Explain the difference between reflection and refraction, and describe what happens when light waves are refracted. Explain how the transfer of energy carried by light happens during photosynthesis in plants and by electron release in photovoltaic cells. Explain how white light can be split into a continuous spectrum of colours, called the visible spectrum. Explain that energy is transferred from one type of energy store to another when change happens, and understand that energy transfer does not cause change. Explain the relationship between energy transfer and temperature difference. Explain that energy can be neither created nor destroyed (the Law of Conservation of Energy).
Identify the rate at which electrical appliances transfer energy (their power rating), using the correct units (watts or kilowatts). Use the power rating of an appliance to calculate the amount of energy transferred.
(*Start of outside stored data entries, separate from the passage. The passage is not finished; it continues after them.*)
use std::{iter::Peekable, sync::Arc};

use jiff::{
    Span, Zoned,
    civil::{Date, DateTime, Time},
    tz::TimeZone,
};

use crate::ical::{RecurrenceIter, RecurrenceRule};

/// A single calendar loaded from one source.
#[derive(Clone, Debug)]
pub struct Calendar {
    name: Arc<str>,
    events: Vec<Event>,
}

impl Calendar {
    pub fn new(name: impl Into<Arc<str>>, events: Vec<Event>) -> Calendar {
        Calendar { name: name.into(), events }
    }

    pub fn name(&self) -> &str {
        &self.name
    }

    pub fn events(&self) -> &[Event] {
        &self.events
    }
}

/// The start or end of an event.
///
/// All-day events are described by dates. Everything else is a zoned
/// datetime, where floating values have already been put into the local
/// time zone.
#[derive(Clone, Debug, Eq, PartialEq)]
pub enum When {
    Date(Date),
    DateTime(Zoned),
}

impl When {
    /// Returns the civil datetime of this value in its own frame.
    ///
    /// Dates are mapped to midnight.
    pub fn civil(&self) -> DateTime {
        match *self {
            When::Date(date) => date.to_datetime(Time::midnight()),
            When::DateTime(ref zdt) => zdt.datetime(),
        }
    }

    /// Returns this value as a civil datetime in the frame of `start`.
    ///
    /// For an all-day `start`, that is midnight on this value's date. For a
    /// zoned `start`, dates take the time of day of `start` and datetimes
    /// are converted into the time zone of `start`.
    pub fn civil_in(&self, start: &When) -> DateTime {
        match (self, start) {
            (&When::Date(date), &When::Date(_)) => When::Date(date).civil(),
            (When::DateTime(zdt), &When::Date(_)) => {
                When::Date(zdt.date()).civil()
            }
            (&When::Date(date), When::DateTime(start)) => {
                date.to_datetime(start.time())
            }
            (When::DateTime(zdt), When::DateTime(start)) => {
                zdt.with_time_zone(start.time_zone().clone()).datetime()
            }
        }
    }

    /// Returns the date of this value in the given time zone.
    ///
    /// Dates have no time zone, so they are returned as is.
    pub fn date_in(&self, tz: &TimeZone) -> Date {
        match *self {
            When::Date(date) => date,
            When::DateTime(ref zdt) => zdt.with_time_zone(tz.clone()).date(),
        }
    }
}

impl std::fmt::Display for When {
    fn fmt(&self, f: &mut std::fmt::Formatter) -> std::fmt::Result {
        match *self {
            When::Date(ref date) => std::fmt::Display::fmt(date, f),
            When::DateTime(ref zdt) => std::fmt::Display::fmt(zdt, f),
        }
    }
}

/// A single VEVENT, possibly recurring.
///
/// Recurrence dates and exception dates are stored as civil datetimes in the
/// frame of the event's start: the start's time zone for zoned events and
/// midnight for all-day events.
#[derive(Clone, Debug)]
pub struct Event {
    uid: Option<Arc<str>>,
    summary: Option<Arc<str>>,
    start: When,
    end: Option<When>,
    duration: Option<Span>,
    rule: Option<RecurrenceRule>,
    rdates: Vec<DateTime>,
    exdates: Vec<DateTime>,
}

impl Event {
    pub fn new(start: When) -> Event {
        Event {
            uid: None,
            summary: None,
            start,
            end: None,
            duration: None,
            rule: None,
            rdates: vec![],
            exdates: vec![],
        }
    }

    pub fn with_uid(self, uid: impl Into<Arc<str>>) -> Event {
        Event { uid: Some(uid.into()), ..self }
    }

    pub fn with_summary(self, summary: impl Into<Arc<str>>) -> Event {
        Event { summary: Some(summary.into()), ..self }
    }

    pub fn with_end(self, end: When) -> Event {
        Event { end: Some(end), ..self }
    }

    pub fn with_duration(self, duration: Span) -> Event {
        Event { duration: Some(duration), ..self }
    }

    pub fn with_rule(self, rule: RecurrenceRule) -> Event {
        Event { rule: Some(rule), ..self }
    }

    pub fn with_rdate(mut self, dt: DateTime) -> Event {
        self.rdates.push(dt);
        self
    }

    pub fn with_exdate(mut self, dt: DateTime) -> Event {
        self.exdates.push(dt);
        self
    }

    pub fn uid(&self) -> Option<&str> {
        self.uid.as_deref()
    }

    /// Returns the summary of this event, if it has a non-blank one.
    pub fn summary(&self) -> Option<&Arc<str>> {
        self.summary.as_ref().filter(|s| !s.trim().is_empty())
    }

    pub fn start(&self) -> &When {
        &self.start
    }

    pub fn end(&self) -> Option<&When> {
        self.end.as_ref()
    }

    pub fn duration(&self) -> Option<Span> {
        self.duration
    }

    /// Returns the time zone of this event's start, if it has one.
    pub fn time_zone(&self) -> Option<&TimeZone> {
        match self.start {
            When::Date(_) => None,
            When::DateTime(ref zdt) => Some(zdt.time_zone()),
        }
    }

    /// A short human readable label for this event, for error messages.
    pub fn label(&self) -> String {
        let name = self
            .uid()
            .map(|uid| format!("`{uid}`"))
            .or_else(|| self.summary().map(|s| format!("`{s}`")))
            .unwrap_or_else(|| "<unnamed>".to_string());
        format!("event {name} starting at {}", self.start)
    }

    /// Returns every instance of this event in non-decreasing order.
    ///
    /// This merges the instances of the recurrence rule (or just the start,
    /// for non-recurring events) with the recurrence dates, drops exception
    /// dates and removes duplicates. A rule is not expanded past periods
    /// starting after `horizon`, which is a civil datetime in the frame of
    /// this event.
    pub fn instances(&self, horizon: DateTime) -> Instances<'_> {
        let base = match self.rule {
            None => Base::Single(Some(self.start.civil())),
            Some(ref rule) => Base::Rule(rule.iter().bounded(horizon)),
        };
        let mut rdates = self.rdates.clone();
        rdates.sort();
        rdates.reverse();
        Instances { event: self, base: base.peekable(), rdates, last: None }
    }
}

/// An iterator over the instances of an event.
#[derive(Debug)]
pub struct Instances<'e> {
    event: &'e Event,
    base: Peekable<Base<'e>>,
    /// Sorted latest first.
    rdates: Vec<DateTime>,
    last: Option<DateTime>,
}

impl<'e> Instances<'e> {
    /// Returns the next civil datetime, merging rule instances and
    /// recurrence dates.
    fn next_civil(&mut self) -> Option<DateTime> {
        let take_rdate = match (self.base.peek(), self.rdates.last()) {
            (None, None) => return None,
            (Some(_), None) => false,
            (None, Some(_)) => true,
            (Some(base), Some(rdate)) => rdate < base,
        };
        if take_rdate { self.rdates.pop() } else { self.base.next() }
    }

    /// Attaches the time zone of the event to a civil instance.
    ///
    /// Instances falling in a gap are read with the offset before the gap,
    /// which moves them forward by the length of the gap. Instances in a
    /// fold use the earlier of the two offsets.
    fn attach(&self, dt: DateTime) -> Option<When> {
        let zdt = match self.event.start {
            When::Date(_) => return Some(When::Date(dt.date())),
            When::DateTime(ref zdt) => zdt,
        };
        match zdt.time_zone().to_ambiguous_zoned(dt).compatible() {
            Ok(zdt) => Some(When::DateTime(zdt)),
            Err(err) => {
                log::debug!(
                    "skipping instance {dt} of {}: {err}",
                    self.event.label(),
                );
                None
            }
        }
    }
}

impl<'e> Iterator for Instances<'e> {
    type Item = When;

    fn next(&mut self) -> Option<When> {
        loop {
            let dt = self.next_civil()?;
            if self.last == Some(dt) || self.event.exdates.contains(&dt) {
                continue;
            }
            self.last = Some(dt);
            if let Some(when) = self.attach(dt) {
                return Some(when);
            }
        }
    }
}

#[derive(Debug)]
enum Base<'e> {
    Single(Option<DateTime>),
    Rule(RecurrenceIter<'e>),
}

impl<'e> Iterator for Base<'e> {
    type Item = DateTime;

    fn next(&mut self) -> Option<DateTime> {
        match *self {
            Base::Single(ref mut dt) => dt.take(),
            Base::Rule(ref mut it) => it.next(),
        }
    }
}

#[cfg(test)]
mod tests {
    use jiff::{ToSpan, civil::date};

    use super::*;

    fn ny() -> TimeZone {
        TimeZone::get("America/New_York").unwrap()
    }

    fn zoned(dt: DateTime) -> When {
        When::DateTime(dt.to_zoned(ny()).unwrap())
    }

    fn horizon() -> DateTime {
        date(2030, 1, 1).at(0, 0, 0, 0)
    }

    fn snapshot(event: &Event) -> String {
        event
            .instances(horizon())
            .map(|w| w.to_string())
            .collect::<Vec<String>>()
            .join("\n")
    }

    #[test]
    fn single_instance() {
        let event = Event::new(When::Date(date(2024, 7, 15)));
        insta::assert_snapshot!(snapshot(&event), @"2024-07-15");
    }

    #[test]
    fn rule_with_rdates_and_exdates() {
        let start = date(2024, 7, 15).at(9, 0, 0, 0);
        let rule =
            RecurrenceRule::parse("FREQ=DAILY;COUNT=4", start, &ny()).unwrap();
        let event = Event::new(zoned(start))
            .with_rule(rule)
            .with_exdate(date(2024, 7, 16).at(9, 0, 0, 0))
            // A duplicate of a rule instance is only reported once.
            .with_rdate(date(2024, 7, 17).at(9, 0, 0, 0))
            .with_rdate(date(2024, 7, 20).at(14, 0, 0, 0))
            .with_rdate(date(2024, 7, 15).at(8, 0, 0, 0));
        insta::assert_snapshot!(
            snapshot(&event),
            @r"
        2024-07-15T08:00:00-04:00[America/New_York]
        2024-07-15T09:00:00-04:00[America/New_York]
        2024-07-17T09:00:00-04:00[America/New_York]
        2024-07-18T09:00:00-04:00[America/New_York]
        2024-07-20T14:00:00-04:00[America/New_York]
        ",
        );
    }

    #[test]
    fn gaps_move_forward_and_folds_are_earlier() {
        let start = date(2024, 3, 9).at(2, 30, 0, 0);
        let rule =
            RecurrenceRule::parse("FREQ=DAILY;COUNT=3", start, &ny()).unwrap();
        let event = Event::new(zoned(start)).with_rule(rule);
        insta::assert_snapshot!(
            snapshot(&event),
            @r"
        2024-03-09T02:30:00-05:00[America/New_York]
        2024-03-10T03:30:00-04:00[America/New_York]
        2024-03-11T02:30:00-04:00[America/New_York]
        ",
        );

        let start = date(2024, 11, 3).at(1, 30, 0, 0);
        let event = Event::new(zoned(start));
        insta::assert_snapshot!(
            snapshot(&event),
            @"2024-11-03T01:30:00-04:00[America/New_York]",
        );
    }

    #[test]
    fn summary_and_label() {
        let event =
            Event::new(When::Date(date(2024, 7, 15))).with_summary("   ");
        assert_eq!(event.summary(), None);
        insta::assert_snapshot!(
            event.label(),
            @"event <unnamed> starting at 2024-07-15",
        );
        let event = event
            .with_summary("Holiday")
            .with_duration(1.day())
            .with_uid("abc@x");
        assert_eq!(event.summary().map(|s| &**s), Some("Holiday"));
        insta::assert_snapshot!(
            event.label(),
            @"event `abc@x` starting at 2024-07-15",
        );
    }
}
Compare the properties of sound waves, waves in water and light waves. Use diagrams to explain the difference between diffuse and specular reflection. Use ray diagrams to explain how a pinhole camera and the eye work. Explain the formation of photochemical smog.
Use the concepts of reflection and absorption of light to explain why some materials (transparent, translucent and opaque) are coloured. Explain that all changes, physical or chemical, result in a transfer of energy. Compare the transfer of energy by conduction and by radiation. Carry out calculations of quantities of stored and transferred energy. Compare rates of energy transferred when electrical appliances are used. Calculate the cost of energy used in different scenarios.